“But how is it that companies are so far behind in adopting AI internally when we see how fast it’s going on the consumer side?”.
We hear this question all day long, and it’s just another episode in the long story of the consumerization of enterprise tools (Consumer AI in the enterprise: the usual story of IS consumerization): consumer tools and uses always end up arriving in the enterprise world with a delay, a delay due to the specificities of the business world, which requires tools and uses to be adapted, even if this means having to restrict them.
But of course, employees, and sometimes even managers, often don’t understand the slowness of this process. “All they have to do is install ChatGPT and that’s it, everybody knows it works, we use it every day”.
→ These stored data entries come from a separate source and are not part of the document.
//! Document fetching
//!
//! The only network boundary of the pipeline. [`Fetcher`] is a trait so the
//! orchestrator can be driven by scripted responses in tests; [`HttpFetcher`]
//! is the reqwest-backed implementation used by the CLI.

use anyhow::Context;
use async_trait::async_trait;
use reqwest::header::{HeaderMap, HeaderValue, ACCEPT, ACCEPT_LANGUAGE, REFERER};
use std::sync::Arc;
use std::time::Duration;

/// Per-request options.
#[derive(Debug, Clone, Default)]
pub struct FetchOptions {
    /// Hand back non-2xx responses as pages instead of [`FetchError::Status`]
    pub ignore_http_errors: bool,
    pub referrer: Option<String>,
    /// Overrides the client-wide timeout
    pub timeout: Option<Duration>,
}

/// A fetched response body.
#[derive(Debug, Clone, PartialEq, Eq)]
pub struct FetchedPage {
    /// Final URL after redirects
    pub url: String,
    pub status: u16,
    pub body: String,
}

#[derive(Debug, Clone, PartialEq, Eq, thiserror::Error)]
pub enum FetchError {
    #[error("timed out fetching {url}")]
    Timeout { url: String },
    #[error("connection to {url} failed: {reason}")]
    Connect { url: String, reason: String },
    #[error("{url} returned HTTP {status}")]
    Status { url: String, status: u16 },
    #[error("malformed response from {url}: {reason}")]
    Body { url: String, reason: String },
    #[error("invalid request for {url}: {reason}")]
    InvalidUrl { url: String, reason: String },
}

impl FetchError {
    /// Transport-level failures, the only kind worth retrying.
    pub fn is_network(&self) -> bool {
        matches!(
            self,
            Self::Timeout { .. } | Self::Connect { .. } | Self::Body { .. }
        )
    }
}

#[async_trait]
pub trait Fetcher: Send + Sync {
    async fn fetch(&self, url: &str, opts: &FetchOptions) -> Result<FetchedPage, FetchError>;
}

#[async_trait]
impl<T: Fetcher + ?Sized> Fetcher for Arc<T> {
    async fn fetch(&self, url: &str, opts: &FetchOptions) -> Result<FetchedPage, FetchError> {
        (**self).fetch(url, opts).await
    }
}

/// Client-wide HTTP settings.
#[derive(Debug, Clone)]
pub struct HttpSettings {
    pub timeout: Duration,
    pub user_agent: String,
    pub accept_language: String,
}

impl Default for HttpSettings {
    fn default() -> Self {
        Self {
            timeout: Duration::from_secs(15),
            user_agent: HttpFetcher::USER_AGENT.to_string(),
            accept_language: "en-US,en;q=0.9".to_string(),
        }
    }
}

/// reqwest-backed fetcher. Cheap to clone; clones share one connection pool.
#[derive(Debug, Clone)]
pub struct HttpFetcher {
    http: reqwest::Client,
}

impl HttpFetcher {
    pub const USER_AGENT: &'static str = "Mozilla/5.0 (Windows NT 10.0; Win64; x64) AppleWebKit/537.36 (KHTML, like Gecko) Chrome/121.0.0.0 Safari/537.36";

    pub fn new(settings: &HttpSettings) -> anyhow::Result<Self> {
        let mut headers = HeaderMap::new();
        headers.insert(
            ACCEPT,
            HeaderValue::from_static(
                "text/html,application/xhtml+xml,application/xml;q=0.9,*/*;q=0.8",
            ),
        );
        headers.insert(
            ACCEPT_LANGUAGE,
            HeaderValue::from_str(&settings.accept_language).context("accept-language header")?,
        );

        let http = reqwest::Client::builder()
            .user_agent(settings.user_agent.as_str())
            .default_headers(headers)
            .timeout(settings.timeout)
            .redirect(reqwest::redirect::Policy::limited(10))
            .build()
            .context("build reqwest client")?;

        Ok(Self { http })
    }
}

#[async_trait]
impl Fetcher for HttpFetcher {
    async fn fetch(&self, url: &str, opts: &FetchOptions) -> Result<FetchedPage, FetchError> {
        let mut rb = self.http.get(url);
        if let Some(referrer) = opts.referrer.as_deref() {
            rb = rb.header(REFERER, referrer);
        }
        if let Some(timeout) = opts.timeout {
            rb = rb.timeout(timeout);
        }

        let response = rb.send().await.map_err(|e| classify(url, &e))?;
        let status = response.status();
        if !status.is_success() && !opts.ignore_http_errors {
            return Err(FetchError::Status {
                url: url.to_string(),
                status: status.as_u16(),
            });
        }

        let final_url = response.url().to_string();
        let body = response.text().await.map_err(|e| {
            if e.is_timeout() {
                FetchError::Timeout {
                    url: url.to_string(),
                }
            } else {
                FetchError::Body {
                    url: url.to_string(),
                    reason: e.to_string(),
                }
            }
        })?;

        Ok(FetchedPage {
            url: final_url,
            status: status.as_u16(),
            body,
        })
    }
}

fn classify(url: &str, e: &reqwest::Error) -> FetchError {
    let url = url.to_string();
    if e.is_timeout() {
        FetchError::Timeout { url }
    } else if e.is_builder() {
        FetchError::InvalidUrl {
            url,
            reason: e.to_string(),
        }
    } else if e.is_decode() || e.is_body() {
        FetchError::Body {
            url,
            reason: e.to_string(),
        }
    } else {
        FetchError::Connect {
            url,
            reason: e.to_string(),
        }
    }
}
//! Relevance scoring for search candidates

use super::discovery::SearchCandidate;
use super::query::Query;
use std::collections::BTreeSet;

const EXACT_MATCH: i32 = 50;
const CANDIDATE_CONTAINS_QUERY: i32 = 30;
const QUERY_CONTAINS_CANDIDATE: i32 = 20;
const SHARED_TOKEN: i32 = 5;
const UNWANTED_PENALTY: i32 = -50;

/// Uploads that carry someone else's text under the song's name.
const DENYLIST: [&str; 6] = [
    "genius english translations",
    "genius romanizations",
    "genius traducciones",
    "genius traduções",
    "english translation",
    "romanized",
];

const UNWANTED: [&str; 2] = ["karaoke", "instrumental"];

/// Score one candidate against the query. Never negative.
pub fn score(query: &Query, candidate: &SearchCandidate) -> i32 {
    let artist = candidate.artist.to_lowercase();
    let title = candidate.title.to_lowercase();

    if DENYLIST
        .iter()
        .any(|d| artist.contains(d) || title.contains(d))
    {
        // No amount of overlap outweighs a denylist hit.
        return 0;
    }

    let q_artist = query.artist.to_lowercase();
    let q_title = query.title.to_lowercase();
    let mut total = 0;

    if q_artist.is_empty() {
        // Title-only query: the label may hold artist words too.
        total += field_match(&q_title, &title);
        total += shared_tokens(&q_title, &format!("{artist} {title}")) * SHARED_TOKEN;
    } else {
        total += field_match(&q_artist, &artist);
        total += field_match(&q_title, &title);
        total += shared_tokens(&q_artist, &artist) * SHARED_TOKEN;
        total += shared_tokens(&q_title, &title) * SHARED_TOKEN;
    }

    if UNWANTED
        .iter()
        .any(|m| (artist.contains(m) || title.contains(m)) && !q_title.contains(m))
    {
        total += UNWANTED_PENALTY;
    }

    total.max(0)
}

/// Score every candidate and sort by descending score, keeping discovery
/// order among equal scores.
pub fn rank(query: &Query, mut candidates: Vec<SearchCandidate>) -> Vec<SearchCandidate> {
    for c in &mut candidates {
        c.score = score(query, c);
    }
    candidates.sort_by(|a, b| b.score.cmp(&a.score));
    candidates
}

fn field_match(query: &str, candidate: &str) -> i32 {
    if query.is_empty() || candidate.is_empty() {
        0
    } else if query == candidate {
        EXACT_MATCH
    } else if candidate.contains(query) {
        CANDIDATE_CONTAINS_QUERY
    } else if query.contains(candidate) {
        QUERY_CONTAINS_CANDIDATE
    } else {
        0
    }
}

fn shared_tokens(a: &str, b: &str) -> i32 {
    let left = tokens(a);
    let right = tokens(b);
    left.intersection(&right).count() as i32
}

fn tokens(s: &str) -> BTreeSet<&str> {
    s.split(|c: char| !c.is_alphanumeric())
        .filter(|t| t.chars().count() > 2)
        .collect()
}

#[cfg(test)]
mod tests {
    use super::*;

    fn cand(artist: &str, title: &str) -> SearchCandidate {
        SearchCandidate {
            artist: artist.to_string(),
            title: title.to_string(),
            url: format!("https://genius.com/{}-{}-lyrics", artist, title).replace(' ', "-"),
            score: 0,
        }
    }

    #[test]
    fn test_exact_match() {
        let q = Query::parse("Queen - Bohemian Rhapsody");
        // 50 + 50 + tokens(queen) 5 + tokens(bohemian, rhapsody) 10
        assert_eq!(score(&q, &cand("QUEEN", "bohemian rhapsody")), 115);
    }

    #[test]
    fn test_containment_bonuses() {
        let q = Query::parse("Obscure Artist - B-Side Cut");
        // artist exact 50, title contained 30, tokens 2*5 + 2*5
        assert_eq!(score(&q, &cand("Obscure Artist", "B-Side Cut Demo")), 100);
        // reversed containment: candidate title inside the query title
        assert_eq!(score(&q, &cand("Obscure Artist", "Cut")), 50 + 20 + 10 + 5);
    }

    #[test]
    fn test_exact_beats_partial() {
        let q = Query::parse("Queen - Bohemian Rhapsody");
        let exact = score(&q, &cand("Queen", "Bohemian Rhapsody"));
        let partial = score(&q, &cand("Queen Tribute Band", "Rhapsody in Blue"));
        assert!(exact > partial, "{exact} <= {partial}");
    }

    #[test]
    fn test_denylist_always_zero() {
        let q = Query::parse("Queen - Bohemian Rhapsody");
        assert_eq!(
            score(&q, &cand("Genius English Translations", "Queen - Bohemian Rhapsody")),
            0
        );
        assert_eq!(
            score(&q, &cand("Queen", "Bohemian Rhapsody (English Translation)")),
            0
        );
    }

    #[test]
    fn test_unwanted_marker_penalty() {
        let q = Query::parse("Queen - Bohemian Rhapsody");
        assert_eq!(score(&q, &cand("Queen", "Bohemian Rhapsody Karaoke")), 115 - 20 - 50);
        // Asking for the karaoke version is not penalized.
        let k = Query::parse("Queen - Bohemian Rhapsody Karaoke");
        assert_eq!(score(&k, &cand("Queen", "Bohemian Rhapsody Karaoke")), 120);
    }

    #[test]
    fn test_floor_at_zero() {
        let q = Query::parse("Queen - Bohemian Rhapsody");
        assert_eq!(score(&q, &cand("Nobody", "Instrumental Jam")), 0);
    }

    #[test]
    fn test_title_only_query_uses_artist_tokens() {
        let q = Query::parse("Queen Bohemian Rhapsody");
        // the query title contains the candidate title; shared tokens queen, bohemian, rhapsody
        assert_eq!(score(&q, &cand("Queen", "Bohemian Rhapsody")), 20 + 15);
    }

    #[test]
    fn test_rank_is_stable() {
        let q = Query::parse("Band - Song");
        let ranked = rank(
            &q,
            vec![
                cand("Other", "Thing"),
                cand("Band", "Song"),
                cand("Someone", "Else"),
                cand("Band", "Song Live"),
            ],
        );
        let order: Vec<_> = ranked.iter().map(|c| (c.artist.as_str(), c.score)).collect();
        assert_eq!(
            order,
            vec![("Band", 110), ("Band", 90), ("Other", 0), ("Someone", 0)]
        );
        assert_eq!(ranked[1].title, "Song Live");
    }
}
Well, no, it’s much more complicated than “just install ChatGPT”, and as everyone only has eyes for consumer AIs, I’d like to explain here how enterprise AIs are different, even if it means making things as simple as possible.
Enterprise AI vs. consumer AI
Consumer AI as we all know it is essentially aimed at improving the user experience, most often through conversational agents, and addresses tasks such as automation, answer retrieval and content generation. It uses publicly available data and relies on generic models designed to operate on a large scale, without complex customization.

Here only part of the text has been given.